Even the apparently reasonable assertion that “we must pursue all the plausible paths” invites
disappointment. Such assertions were a centerpiece of now discredited nuclear industry refutations
of Lovins in the 1970s. Pursuing all plausible paths costs too much, and some activities are
inconsistent with others. The builder of a 1500 MW nuclear plant must oppose efficiency investments
sufficient to reduce the price for the plant’s output.

Prioritization is needed. A wise society will look first to markets (adjusted for externalities)
to prioritize. Beyond that will come research and commercialization packages arranged according to
speed, size, cost-effectiveness, and the absence of unacceptable side effects.

I don’t think Berry disagrees with this, but I do think that he misunderstands the extent to
which real world nuclear technology refuses to live by these rules, and perhaps cannot do so.
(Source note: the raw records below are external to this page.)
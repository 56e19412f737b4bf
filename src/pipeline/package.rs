//! Quiz Packager: verified bank → assembled quiz draft.
//!
//! Pure selection, no reasoning calls. Filter to the requested kinds,
//! shuffle uniformly, then truncate to the requested count. A thin bank
//! yields a short quiz; the packager never pads and never errors on
//! shortage. Binding fields on the draft (regeneration flags, note and
//! document references) are left unset for the caller to fill in.

use crate::model::{CandidateQuestion, GenerateOptions, QuizDraft};
use rand::seq::SliceRandom;
use tracing::debug;

/// Assemble a quiz draft of at most `options.count` questions.
pub fn package(
    verified: Vec<CandidateQuestion>,
    options: &GenerateOptions,
    title: String,
) -> QuizDraft {
    let mut picked: Vec<CandidateQuestion> = verified
        .into_iter()
        .filter(|c| options.kinds.contains(&c.kind))
        .collect();

    picked.shuffle(&mut rand::thread_rng());
    picked.truncate(options.count);

    debug!(
        "Packaged {} of {} requested questions",
        picked.len(),
        options.count
    );

    QuizDraft {
        title,
        is_regenerated: false,
        source_note_id: None,
        weakness_analysis: None,
        source_document_id: None,
        questions: picked,
    }
}
//! Pipeline stages for quiz generation.
//!
//! Each submodule implements exactly one transformation step. Keeping
//! stages separate makes each independently testable and keeps failure
//! containment local: a stage degrades its own unit of work and never
//! aborts the run on behalf of another.
//!
//! ## Data Flow
//!
//! ```text
//! raw pages ──▶ structure ──▶ synthesize ──▶ validate ──▶ package
//! (ingestion)   (blocks)      (candidates)   (verified)   (quiz draft)
//! ```
//!
//! 1. [`structure`]  — classify each page's raw text into typed blocks;
//!    a failed page degrades to one `unknown` block
//! 2. [`synthesize`] — one reasoning call producing an over-generated
//!    candidate bank; an unparseable reply degrades to an empty bank
//! 3. [`validate`]   — per-candidate quality judgments, fanned out with
//!    bounded concurrency; a failed judgment drops only its candidate
//! 4. [`package`]    — deterministic shaping: type filter, shuffle,
//!    truncate; pure, no I/O

pub mod package;
pub mod structure;
pub mod synthesize;
pub mod validate;
//! Weakness Analyzer and remediation inputs.
//!
//! The analyzer turns the wrong-answer snapshots of one graded result into
//! a short second-person diagnosis. The reply is free text by contract:
//! any non-empty string is accepted verbatim, and a failed or empty call
//! degrades to no diagnosis rather than failing remediation.
//!
//! The other helpers shape remediation's synthesis input: a fixed-size,
//! medium-difficulty request with a randomly drawn kind mix, grounded
//! exclusively in the note's stored source excerpts.

use crate::model::{
    BlockKind, Difficulty, GenerateOptions, QuestionKind, StructuredBlock, WrongAnswerItem,
};
use crate::prompts;
use crate::reasoning::TextGenerator;
use rand::seq::SliceRandom;
use tracing::warn;

/// Every remediation quiz targets exactly this many questions.
pub const REMEDIATION_QUESTION_COUNT: usize = 3;

/// Diagnose the conceptual gap behind a set of wrong answers.
///
/// One reasoning call over all items. Returns `None` when there is nothing
/// to analyze or the call yields nothing usable.
pub async fn analyze_weakness(
    generator: &dyn TextGenerator,
    items: &[WrongAnswerItem],
) -> Option<String> {
    if items.is_empty() {
        return None;
    }

    match generator.generate(&prompts::analyze_weakness(items)).await {
        Ok(reply) if !reply.trim().is_empty() => Some(reply),
        Ok(_) => {
            warn!("Weakness analysis reply was empty; proceeding without diagnosis");
            None
        }
        Err(e) => {
            warn!("Weakness analysis failed: {}; proceeding without diagnosis", e);
            None
        }
    }
}

/// Synthesis options for a remediation run: three questions, medium
/// difficulty, and a kind mix drawn at random per run.
pub fn remediation_options() -> GenerateOptions {
    let mut rng = rand::thread_rng();
    let mut kinds: Vec<QuestionKind> = (0..REMEDIATION_QUESTION_COUNT)
        .filter_map(|_| QuestionKind::ALL.choose(&mut rng).copied())
        .collect();
    kinds.sort_by_key(|k| k.as_str());
    kinds.dedup();

    GenerateOptions {
        count: REMEDIATION_QUESTION_COUNT,
        kinds,
        difficulty: Difficulty::Medium,
    }
}

/// Rebuild synthesis input from a note's stored excerpts, so remediation
/// questions can only be grounded in material the learner got wrong.
pub fn blocks_from_items(items: &[WrongAnswerItem]) -> Vec<StructuredBlock> {
    items
        .iter()
        .filter(|item| !item.source_context.trim().is_empty())
        .map(|item| StructuredBlock {
            // Snapshots taken after persistence carry page 0; clamp so the
            // block keeps the 1-indexed page contract.
            page: item.page.max(1),
            kind: BlockKind::Paragraph,
            text: item.source_context.clone(),
        })
        .collect()
}
#[cfg(test)]
mod tests {
    use super::*;
    use crate::error::ReasoningError;
    use crate::reasoning::testing::ScriptedGenerator;
    use tokio::time::timeout;

    #[tokio::test]
    async fn same_key_serializes_acquires() {
        let locks = KeyedLocks::new();
        let key = Uuid::new_v4();

        let held = locks.acquire(key).await;
        let blocked = timeout(Duration::from_millis(50), locks.acquire(key)).await;
        assert!(blocked.is_err(), "second acquire must wait for the first");

        drop(held);
        let unblocked = timeout(Duration::from_millis(50), locks.acquire(key)).await;
        assert!(unblocked.is_ok());
    }

    #[tokio::test]
    async fn different_keys_do_not_block_each_other() {
        let locks = KeyedLocks::new();

        let _held = locks.acquire(Uuid::new_v4()).await;
        let other = timeout(Duration::from_millis(50), locks.acquire(Uuid::new_v4())).await;
        assert!(other.is_ok());
    }

    #[tokio::test]
    async fn title_reply_is_cleaned_to_one_line() {
        let generator =
            ScriptedGenerator::replying(&["```\n\"Neural Networks Basics\"\nsecond line\n```"]);
        let pages = [RawPage {
            page: 1,
            content: "Neural networks.".into(),
        }];

        let title = generated_title(&generator, &pages).await;

        assert_eq!(title, "Neural Networks Basics");
    }

    #[tokio::test]
    async fn title_falls_back_on_failure_and_empty() {
        let failing = ScriptedGenerator::new(vec![Err(ReasoningError::EmptyReply)]);
        let pages = [RawPage {
            page: 1,
            content: "text".into(),
        }];
        assert_eq!(generated_title(&failing, &pages).await, "Generated Quiz");

        let empty = ScriptedGenerator::replying(&["\n  \n"]);
        assert_eq!(generated_title(&empty, &pages).await, "Generated Quiz");
    }

    #[test]
    fn derived_titles() {
        assert_eq!(review_title("Neural Networks"), "Review: Neural Networks");
        assert_eq!(review_title("  "), "Review Quiz");
        assert_eq!(note_title("Neural Networks"), "Wrong Answers: Neural Networks");
        assert_eq!(note_title(""), "Wrong Answers");
    }
}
I’m
willing to use the nuclear units that emerge from such prioritization as part of a climate change
strategy.

But I want those asking me to buy into their renaissance to submit to a meaningful
prioritization exercise first. Otherwise, we’ll continue our “sentence first, verdict later” energy
policy making, an expensive and ineffectual process less analogous to roulette than to
pin-the-tail-on-the-donkey, a contest in which the apparent deciders are blindfolded and spun dizzy
by those really in charge.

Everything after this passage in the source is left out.